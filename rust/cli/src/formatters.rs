//! Card, hand, and action formatters for terminal display.
//!
//! Pure functions; nothing here writes to a stream. Action symbols use
//! Unicode where the terminal is likely to render it and fall back to ASCII
//! otherwise (see [`supports_unicode`]).
//!
//! ```rust
//! use uno_engine::cards::{Card, Color};
//! use uno_cli::formatters::{format_card, format_hand};
//!
//! assert_eq!(format_card(&Card::number(Color::Red, 7)), "R7");
//! assert_eq!(format_hand(&[Card::wild()]), "[0] W");
//! ```

use uno_engine::cards::{Card, CardKind, Color};
use uno_engine::game::GameState;
use uno_engine::player::PlayerAction;
use uno_engine::turn::Direction;

/// Check if the terminal supports Unicode symbols by detecting modern terminal environments.
///
/// On Windows, checks for Windows Terminal (WT_SESSION), modern terminals (TERM_PROGRAM),
/// or VS Code (VSCODE_INJECTION). On Unix-like systems, assumes Unicode support.
pub fn supports_unicode() -> bool {
    if cfg!(windows) {
        std::env::var("WT_SESSION").is_ok()
            || std::env::var("TERM_PROGRAM").is_ok()
            || std::env::var("VSCODE_INJECTION").is_ok()
    } else {
        true
    }
}

/// One-letter color tag: R, G, B, Y, or W for wild.
pub fn format_color(color: Color) -> &'static str {
    match color {
        Color::Red => "R",
        Color::Green => "G",
        Color::Blue => "B",
        Color::Yellow => "Y",
        Color::Wild => "W",
    }
}

fn format_kind(kind: CardKind) -> String {
    let unicode = supports_unicode();
    match kind {
        CardKind::Number(v) => v.to_string(),
        CardKind::Skip => (if unicode { "⊘" } else { "S" }).to_string(),
        CardKind::Reverse => (if unicode { "⇄" } else { "R" }).to_string(),
        CardKind::DrawTwo => "+2".to_string(),
        CardKind::Wild => String::new(),
        CardKind::WildDrawFour => "+4".to_string(),
    }
}

/// Short label for a card: `R7`, `B+2`, `W`, `W+4`, `G⊘` (or `GS` in ASCII).
pub fn format_card(card: &Card) -> String {
    format!("{}{}", format_color(card.color), format_kind(card.kind))
}

/// Hand with the indices a player types to play a card: `[0] R7 [1] W`.
pub fn format_hand(cards: &[Card]) -> String {
    cards
        .iter()
        .enumerate()
        .map(|(i, c)| format!("[{}] {}", i, format_card(c)))
        .collect::<Vec<_>>()
        .join(" ")
}

pub fn format_action(action: &PlayerAction) -> String {
    match action {
        PlayerAction::Play { hand_index } => format!("play {}", hand_index),
        PlayerAction::ChooseColor(color) => format!("color {}", color.to_string().to_lowercase()),
        PlayerAction::Draw => "draw".to_string(),
    }
}

/// Table summary from one seat's point of view: top card, active color,
/// direction, and every opponent's card count.
pub fn format_table(state: &GameState, viewer: usize) -> String {
    let top = state
        .top_card()
        .map(format_card)
        .unwrap_or_else(|| "-".to_string());
    let direction = match state.direction {
        Direction::Clockwise => "clockwise",
        Direction::CounterClockwise => "counter-clockwise",
    };
    let others: Vec<String> = state
        .players
        .iter()
        .enumerate()
        .filter(|(i, _)| *i != viewer)
        .map(|(_, p)| format!("{}: {}", p.name, p.hand_size()))
        .collect();
    format!(
        "Top: {} | Color: {} | Direction: {} | Deck: {} | {}",
        top,
        state.current_color,
        direction,
        state.deck.len(),
        others.join(", ")
    )
}
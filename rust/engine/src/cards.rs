use std::fmt;
use std::str::FromStr;

use serde::{Deserialize, Serialize};

/// Number of cards in a complete Uno deck.
pub const DECK_SIZE: usize = 108;

/// Highest face value on a number card.
pub const MAX_NUMBER: u8 = 9;

/// Card color. `Wild` only appears on wild-kind cards and is never a valid
/// "current color" of a game.
#[derive(Debug, Copy, Clone, Eq, PartialEq, Hash, Ord, PartialOrd, Serialize, Deserialize)]
pub enum Color {
    /// Red
    Red,
    /// Green
    Green,
    /// Blue
    Blue,
    /// Yellow
    Yellow,
    /// Color carried by Wild and Wild Draw Four cards
    Wild,
}

impl Color {
    pub fn is_wild(self) -> bool {
        matches!(self, Color::Wild)
    }
}

impl fmt::Display for Color {
    fn fmt(&self, f: &mut fmt::Formatter<'_>) -> fmt::Result {
        let s = match self {
            Color::Red => "Red",
            Color::Green => "Green",
            Color::Blue => "Blue",
            Color::Yellow => "Yellow",
            Color::Wild => "Wild",
        };
        f.write_str(s)
    }
}

impl FromStr for Color {
    type Err = String;

    fn from_str(s: &str) -> Result<Self, Self::Err> {
        match s.trim().to_ascii_lowercase().as_str() {
            "r" | "red" => Ok(Color::Red),
            "g" | "green" => Ok(Color::Green),
            "b" | "blue" => Ok(Color::Blue),
            "y" | "yellow" => Ok(Color::Yellow),
            "w" | "wild" => Ok(Color::Wild),
            other => Err(format!("Unknown color: {}", other)),
        }
    }
}

/// What a card does when played. Number cards carry their face value (0-9).
#[derive(Debug, Copy, Clone, Eq, PartialEq, Hash, Ord, PartialOrd, Serialize, Deserialize)]
#[serde(try_from = "KindRepr")]
pub enum CardKind {
    /// Plain number card
    Number(u8),
    /// Next player loses their turn
    Skip,
    /// Play direction flips
    Reverse,
    /// Next player draws two and loses their turn
    DrawTwo,
    /// Player picks the new color
    Wild,
    /// Next player draws four and loses their turn; player picks the new color
    WildDrawFour,
}

impl CardKind {
    pub fn is_number(self) -> bool {
        matches!(self, CardKind::Number(_))
    }
}

// Wire shape of `CardKind`; decoding goes through the range check below.
#[derive(Deserialize)]
enum KindRepr {
    Number(u8),
    Skip,
    Reverse,
    DrawTwo,
    Wild,
    WildDrawFour,
}

impl TryFrom<KindRepr> for CardKind {
    type Error = String;

    fn try_from(repr: KindRepr) -> Result<Self, Self::Error> {
        Ok(match repr {
            KindRepr::Number(v) if v > MAX_NUMBER => {
                return Err(format!("number card value {} is out of range 0-9", v));
            }
            KindRepr::Number(v) => CardKind::Number(v),
            KindRepr::Skip => CardKind::Skip,
            KindRepr::Reverse => CardKind::Reverse,
            KindRepr::DrawTwo => CardKind::DrawTwo,
            KindRepr::Wild => CardKind::Wild,
            KindRepr::WildDrawFour => CardKind::WildDrawFour,
        })
    }
}

/// A single Uno card. Cards have no identity beyond their value, so two
/// equal cards are interchangeable.
///
/// Decoding rejects number values above 9 and cards whose color does not
/// match their kind (wild kinds carry `Color::Wild`, nothing else does).
#[derive(Debug, Copy, Clone, Eq, PartialEq, Hash, Ord, PartialOrd, Serialize, Deserialize)]
#[serde(try_from = "CardRepr")]
pub struct Card {
    pub color: Color,
    pub kind: CardKind,
}

#[derive(Deserialize)]
struct CardRepr {
    color: Color,
    kind: CardKind,
}

impl TryFrom<CardRepr> for Card {
    type Error = String;

    fn try_from(repr: CardRepr) -> Result<Self, Self::Error> {
        let wild_kind = matches!(repr.kind, CardKind::Wild | CardKind::WildDrawFour);
        if wild_kind != repr.color.is_wild() {
            return Err(format!("{:?} card cannot be {}", repr.kind, repr.color));
        }
        Ok(Card {
            color: repr.color,
            kind: repr.kind,
        })
    }
}

impl Card {
    /// # Panics
    ///
    /// If `value` is above 9. Use [`Card::try_number`] for unchecked input.
    pub fn number(color: Color, value: u8) -> Self {
        match Self::try_number(color, value) {
            Some(card) => card,
            None => panic!("number cards run 0-9, got {}", value),
        }
    }

    /// A number card, or `None` when `value` is above 9 or `color` is wild.
    pub fn try_number(color: Color, value: u8) -> Option<Self> {
        if value > MAX_NUMBER || color.is_wild() {
            return None;
        }
        Some(Self {
            color,
            kind: CardKind::Number(value),
        })
    }

    pub fn skip(color: Color) -> Self {
        Self {
            color,
            kind: CardKind::Skip,
        }
    }

    pub fn reverse(color: Color) -> Self {
        Self {
            color,
            kind: CardKind::Reverse,
        }
    }

    pub fn draw_two(color: Color) -> Self {
        Self {
            color,
            kind: CardKind::DrawTwo,
        }
    }

    pub fn wild() -> Self {
        Self {
            color: Color::Wild,
            kind: CardKind::Wild,
        }
    }

    pub fn wild_draw_four() -> Self {
        Self {
            color: Color::Wild,
            kind: CardKind::WildDrawFour,
        }
    }

    /// Face value for number cards, `None` for everything else.
    pub fn value(&self) -> Option<u8> {
        match self.kind {
            CardKind::Number(v) => Some(v),
            _ => None,
        }
    }

    pub fn is_wild(&self) -> bool {
        self.color.is_wild()
    }
}

impl fmt::Display for Card {
    fn fmt(&self, f: &mut fmt::Formatter<'_>) -> fmt::Result {
        match self.kind {
            CardKind::Number(v) => write!(f, "{} {}", self.color, v),
            CardKind::Skip => write!(f, "{} Skip", self.color),
            CardKind::Reverse => write!(f, "{} Reverse", self.color),
            CardKind::DrawTwo => write!(f, "{} Draw Two", self.color),
            CardKind::Wild => f.write_str("Wild"),
            CardKind::WildDrawFour => f.write_str("Wild Draw Four"),
        }
    }
}

/// The four colors a non-wild card can have, in deck construction order.
pub fn all_colors() -> [Color; 4] {
    [Color::Red, Color::Green, Color::Blue, Color::Yellow]
}

/// Builds the full 108-card deck in a fixed order: numbers per color, then
/// Skip/Reverse/DrawTwo pairs per color, then four Wild and four Wild Draw Four.
pub fn full_deck() -> Vec<Card> {
    let mut v = Vec::with_capacity(DECK_SIZE);
    for &c in &all_colors() {
        v.push(Card::number(c, 0));
        for n in 1..=9 {
            v.push(Card::number(c, n));
            v.push(Card::number(c, n));
        }
    }
    for &c in &all_colors() {
        for make in [Card::skip, Card::reverse, Card::draw_two] {
            v.push(make(c));
            v.push(make(c));
        }
    }
    for make in [Card::wild, Card::wild_draw_four] {
        for _ in 0..4 {
            v.push(make());
        }
    }
    v
}
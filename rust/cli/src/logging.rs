//! Diagnostic logging for the `uno` binary.
//!
//! Engine and opponent events go through `tracing`. The binary installs an
//! `EnvFilter` subscriber writing to stderr so that stdout stays reserved
//! for command output. `RUST_LOG` overrides the default `warn` level.

use std::marker::PhantomData;
use std::sync::{Arc, Mutex};
use tracing::Level;
use tracing_subscriber::layer::{Context, SubscriberExt};
use tracing_subscriber::registry::LookupSpan;
use tracing_subscriber::{EnvFilter, Layer, Registry};

pub const DEFAULT_FILTER: &str = "warn";

/// Installs the global stderr subscriber. A second call is a no-op.
pub fn init_logging() {
    let filter =
        EnvFilter::try_from_default_env().unwrap_or_else(|_| EnvFilter::new(DEFAULT_FILTER));

    let _ = tracing_subscriber::fmt()
        .with_env_filter(filter)
        .with_target(true)
        .with_writer(std::io::stderr)
        .try_init();
}

/// One captured event.
#[derive(Debug, Clone)]
pub struct LogEntry {
    pub level: Level,
    pub target: String,
    pub message: String,
    pub fields: Vec<(String, String)>,
}

/// Collects events in memory, for checking what a game run logged.
///
/// ```rust
/// use uno_cli::logging::LogCapture;
///
/// let capture = LogCapture::new();
/// capture.record(|| tracing::info!(player = "Ann", "says UNO"));
/// assert!(capture.contains("says UNO"));
/// ```
#[derive(Debug, Clone, Default)]
pub struct LogCapture {
    entries: Arc<Mutex<Vec<LogEntry>>>,
}

impl LogCapture {
    pub fn new() -> Self {
        Self::default()
    }

    /// Runs `f` with this capture as the thread's default subscriber.
    pub fn record<T>(&self, f: impl FnOnce() -> T) -> T {
        let registry = Registry::default().with(self.clone().into_layer::<Registry>());
        tracing::subscriber::with_default(registry, f)
    }

    pub fn entries(&self) -> Vec<LogEntry> {
        match self.entries.lock() {
            Ok(entries) => entries.clone(),
            Err(poisoned) => poisoned.into_inner().clone(),
        }
    }

    pub fn contains(&self, message: &str) -> bool {
        self.entries().iter().any(|e| e.message.contains(message))
    }

    fn into_layer<S>(self) -> CaptureLayer<S>
    where
        S: tracing::Subscriber + for<'a> LookupSpan<'a>,
    {
        CaptureLayer {
            capture: self,
            _phantom: PhantomData,
        }
    }
}

struct CaptureLayer<S> {
    capture: LogCapture,
    _phantom: PhantomData<S>,
}

impl<S> Layer<S> for CaptureLayer<S>
where
    S: tracing::Subscriber + for<'a> LookupSpan<'a>,
{
    fn on_event(&self, event: &tracing::Event<'_>, _ctx: Context<'_, S>) {
        let metadata = event.metadata();
        let mut visitor = FieldVisitor::default();
        event.record(&mut visitor);

        let entry = LogEntry {
            level: *metadata.level(),
            target: metadata.target().to_string(),
            message: visitor.message.unwrap_or_default(),
            fields: visitor.fields,
        };
        if let Ok(mut entries) = self.capture.entries.lock() {
            entries.push(entry);
        }
    }
}

#[derive(Default)]
struct FieldVisitor {
    message: Option<String>,
    fields: Vec<(String, String)>,
}

impl tracing::field::Visit for FieldVisitor {
    fn record_debug(&mut self, field: &tracing::field::Field, value: &dyn std::fmt::Debug) {
        let value_str = format!("{:?}", value);
        if field.name() == "message" {
            self.message = Some(value_str);
        } else {
            self.fields.push((field.name().to_string(), value_str));
        }
    }
}
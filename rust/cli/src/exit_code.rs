//! Exit code constants for the CLI application.

/// Success exit code (standard Unix convention).
pub const SUCCESS: i32 = 0;

/// General error exit code.
pub const ERROR: i32 = 2;

/// Interrupted by the user, or a run stopped early.
pub const INTERRUPTED: i32 = 130;
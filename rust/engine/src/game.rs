use std::collections::HashMap;
use std::fmt;

use serde::{Deserialize, Serialize};

use crate::cards::{full_deck, Card, Color, DECK_SIZE};
use crate::deck::rng_for_stream;
use crate::errors::IntegrityError;
use crate::player::Player;
use crate::turn::Direction;

/// What the engine expects next from the current player.
#[derive(Debug, Copy, Clone, Eq, PartialEq, Serialize, Deserialize)]
pub enum ActionRequired {
    /// Play a card (or draw)
    Play,
    /// Name the color after a wild
    ChooseColor,
    /// Terminal; `current_player_index` is the winner
    GameOver,
}

impl fmt::Display for ActionRequired {
    fn fmt(&self, f: &mut fmt::Formatter<'_>) -> fmt::Result {
        let s = match self {
            ActionRequired::Play => "play",
            ActionRequired::ChooseColor => "chooseColor",
            ActionRequired::GameOver => "gameOver",
        };
        f.write_str(s)
    }
}

/// Snapshot of a whole game. Engine operations take a snapshot by reference
/// and return a fresh one; a snapshot is never changed behind the caller's back.
#[derive(Debug, Clone, Eq, PartialEq, Serialize, Deserialize)]
pub struct GameState {
    /// Seats in turn order
    pub players: Vec<Player>,
    /// Draw pile, top is the last element
    pub deck: Vec<Card>,
    /// Discard pile, top is the last element
    pub discard_pile: Vec<Card>,
    pub current_player_index: usize,
    pub direction: Direction,
    /// Color a non-wild play must match; never `Color::Wild`
    pub current_color: Color,
    pub action_required: ActionRequired,
    /// Seed of the opening shuffle
    pub seed: u64,
    /// Stream used by the next reshuffle
    pub rng_stream: u64,
}

impl GameState {
    pub fn num_players(&self) -> usize {
        self.players.len()
    }

    pub fn top_card(&self) -> Option<&Card> {
        self.discard_pile.last()
    }

    pub fn current_player(&self) -> &Player {
        &self.players[self.current_player_index]
    }

    pub fn is_over(&self) -> bool {
        self.action_required == ActionRequired::GameOver
    }

    pub fn winner(&self) -> Option<usize> {
        self.is_over().then_some(self.current_player_index)
    }

    /// Cards across deck, discard pile and every hand.
    pub fn total_cards(&self) -> usize {
        self.deck.len()
            + self.discard_pile.len()
            + self.players.iter().map(|p| p.hand.len()).sum::<usize>()
    }

    /// Consumes the current reshuffle stream and hands back a generator for it.
    pub(crate) fn next_rng(&mut self) -> rand_chacha::ChaCha20Rng {
        let rng = rng_for_stream(self.seed, self.rng_stream);
        self.rng_stream += 1;
        rng
    }

    /// Verifies card conservation and the basic shape of the snapshot.
    pub fn check_integrity(&self) -> Result<(), IntegrityError> {
        let actual = self.total_cards();
        if actual != DECK_SIZE {
            return Err(IntegrityError::CardCount {
                expected: DECK_SIZE,
                actual,
            });
        }
        if count_cards(self.all_cards()) != count_cards(full_deck().into_iter()) {
            return Err(IntegrityError::Composition);
        }
        if self.discard_pile.is_empty() {
            return Err(IntegrityError::EmptyDiscard);
        }
        if self.current_color.is_wild() {
            return Err(IntegrityError::WildCurrentColor);
        }
        if self.current_player_index >= self.players.len() {
            return Err(IntegrityError::PlayerIndexOutOfRange {
                index: self.current_player_index,
                players: self.players.len(),
            });
        }
        Ok(())
    }

    fn all_cards(&self) -> impl Iterator<Item = Card> + '_ {
        self.deck
            .iter()
            .chain(self.discard_pile.iter())
            .chain(self.players.iter().flat_map(|p| p.hand.iter()))
            .copied()
    }
}

fn count_cards(cards: impl Iterator<Item = Card>) -> HashMap<Card, usize> {
    let mut counts = HashMap::new();
    for c in cards {
        *counts.entry(c).or_insert(0) += 1;
    }
    counts
}
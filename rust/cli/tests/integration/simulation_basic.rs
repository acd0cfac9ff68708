use crate::helpers::CliRunner;
use uno_engine::engine::{apply_action, initialize_game_with_seed};
use uno_engine::logger::GameRecord;

#[test]
fn sim_output_feeds_stats() {
    let cli = CliRunner::new();
    let out = cli.dir().join("runs").join("sim.jsonl");
    let out_str = out.to_string_lossy().into_owned();

    let res = cli.run(&[
        "sim", "--games", "5", "--players", "3", "--seed", "100", "--output", &out_str,
    ]);
    assert_eq!(res.exit_code, 0, "stderr={}", res.stderr);
    assert!(res.stdout.contains("Simulated: 5 games (base seed 100)"));

    let stats = cli.run(&["stats", "--input", &out_str]);
    assert_eq!(stats.exit_code, 0, "stderr={}", stats.stderr);
    let json: serde_json::Value = serde_json::from_str(&stats.stdout).unwrap();
    assert_eq!(json["games"], 5);
}

#[test]
fn recorded_games_replay_through_the_engine() {
    let cli = CliRunner::new();
    let out = cli.dir().join("replay.jsonl");
    let out_str = out.to_string_lossy().into_owned();
    let res = cli.run(&[
        "sim", "--games", "3", "--seed", "7", "--ai", "advisor", "--output", &out_str,
    ]);
    assert_eq!(res.exit_code, 0, "stderr={}", res.stderr);

    let content = std::fs::read_to_string(&out).unwrap();
    for line in content.lines() {
        let rec: GameRecord = serde_json::from_str(line).unwrap();
        let seed = rec.seed.expect("sim records the seed");
        let mut state = initialize_game_with_seed(&rec.players, seed).unwrap();
        for a in &rec.actions {
            state = apply_action(&state, a.player_index, a.action).unwrap();
        }
        assert_eq!(state.winner(), rec.winner);
        state.check_integrity().unwrap();
    }
}

#[test]
fn break_after_exits_as_interrupted() {
    let cli = CliRunner::new();
    let out = cli.dir().join("partial.jsonl");
    let out_str = out.to_string_lossy().into_owned();
    let res = cli.run_with_env(
        &["sim", "--games", "10", "--seed", "3", "--output", &out_str],
        &[("UNO_SIM_BREAK_AFTER", "4")],
    );
    assert_eq!(res.exit_code, 130);
    assert!(res.stdout.contains("Interrupted: saved 4/10"));
    let lines = std::fs::read_to_string(&out).unwrap().lines().count();
    assert_eq!(lines, 4);
}
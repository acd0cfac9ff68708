use thiserror::Error;

use crate::cards::{Card, Color};
use crate::game::ActionRequired;

/// Broad category of a [`GameError`], used by callers deciding how to react
/// (abort setup, re-prompt the player, ignore an out-of-turn input).
#[derive(Debug, Copy, Clone, Eq, PartialEq)]
pub enum ErrorKind {
    SetupFailure,
    TurnViolation,
    ActionMismatch,
    InvalidSelection,
}

#[derive(Debug, Error, PartialEq, Eq)]
pub enum GameError {
    #[error("Uno requires at least 2 players (got {count})")]
    NotEnoughPlayers { count: usize },
    #[error("Deck ran out of cards during initial deal ({missing} short)")]
    DeckShortOnDeal { missing: usize },
    #[error("Could not start game: deck exhausted before a starting card was found")]
    NoStartingCard,
    #[error("It's not player {actual}'s turn (expected player {expected})")]
    NotPlayersTurn { expected: usize, actual: usize },
    #[error("Cannot {attempted} now. Required action: {required}")]
    ActionMismatch {
        required: ActionRequired,
        attempted: &'static str,
    },
    #[error("Invalid card index {index} (hand has {hand_size} cards)")]
    InvalidCardIndex { index: usize, hand_size: usize },
    #[error("Card [{card}] cannot be played on [{top}] with current color {color}")]
    CardNotPlayable { card: Card, top: Card, color: Color },
    #[error("Cannot choose Wild as the color")]
    WildColorChoice,
}

impl GameError {
    pub fn kind(&self) -> ErrorKind {
        match self {
            GameError::NotEnoughPlayers { .. }
            | GameError::DeckShortOnDeal { .. }
            | GameError::NoStartingCard => ErrorKind::SetupFailure,
            GameError::NotPlayersTurn { .. } => ErrorKind::TurnViolation,
            GameError::ActionMismatch { .. } => ErrorKind::ActionMismatch,
            GameError::InvalidCardIndex { .. }
            | GameError::CardNotPlayable { .. }
            | GameError::WildColorChoice => ErrorKind::InvalidSelection,
        }
    }
}

/// Structural problems found by [`crate::game::GameState::check_integrity`].
#[derive(Debug, Error, PartialEq, Eq)]
pub enum IntegrityError {
    #[error("Card count mismatch: {actual} cards in play, expected {expected}")]
    CardCount { expected: usize, actual: usize },
    #[error("Card multiset differs from a full deck")]
    Composition,
    #[error("Discard pile is empty")]
    EmptyDiscard,
    #[error("Current color must not be Wild")]
    WildCurrentColor,
    #[error("Current player index {index} out of range for {players} players")]
    PlayerIndexOutOfRange { index: usize, players: usize },
}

——————

* _What needs to be done_
Restate the listing word for word, but only from its first line through the line with "use uno_engine::game::GameState;", keeping both end lines.

* _Task result_
filename rust/cli/src/formatters.rs
//! Card, hand, and action formatters for terminal display.
//!
//! Pure functions; nothing here writes to a stream. Action symbols use
//! Unicode where the terminal is likely to render it and fall back to ASCII
//! otherwise (see [`supports_unicode`]).
//!
//! ```rust
//! use uno_engine::cards::{Card, Color};
//! use uno_cli::formatters::{format_card, format_hand};
//!
//! assert_eq!(format_card(&Card::number(Color::Red, 7)), "R7");
//! assert_eq!(format_hand(&[Card::wild()]), "[0] W");
//! ```

use uno_engine::cards::{Card, CardKind, Color};
use uno_engine::game::GameState;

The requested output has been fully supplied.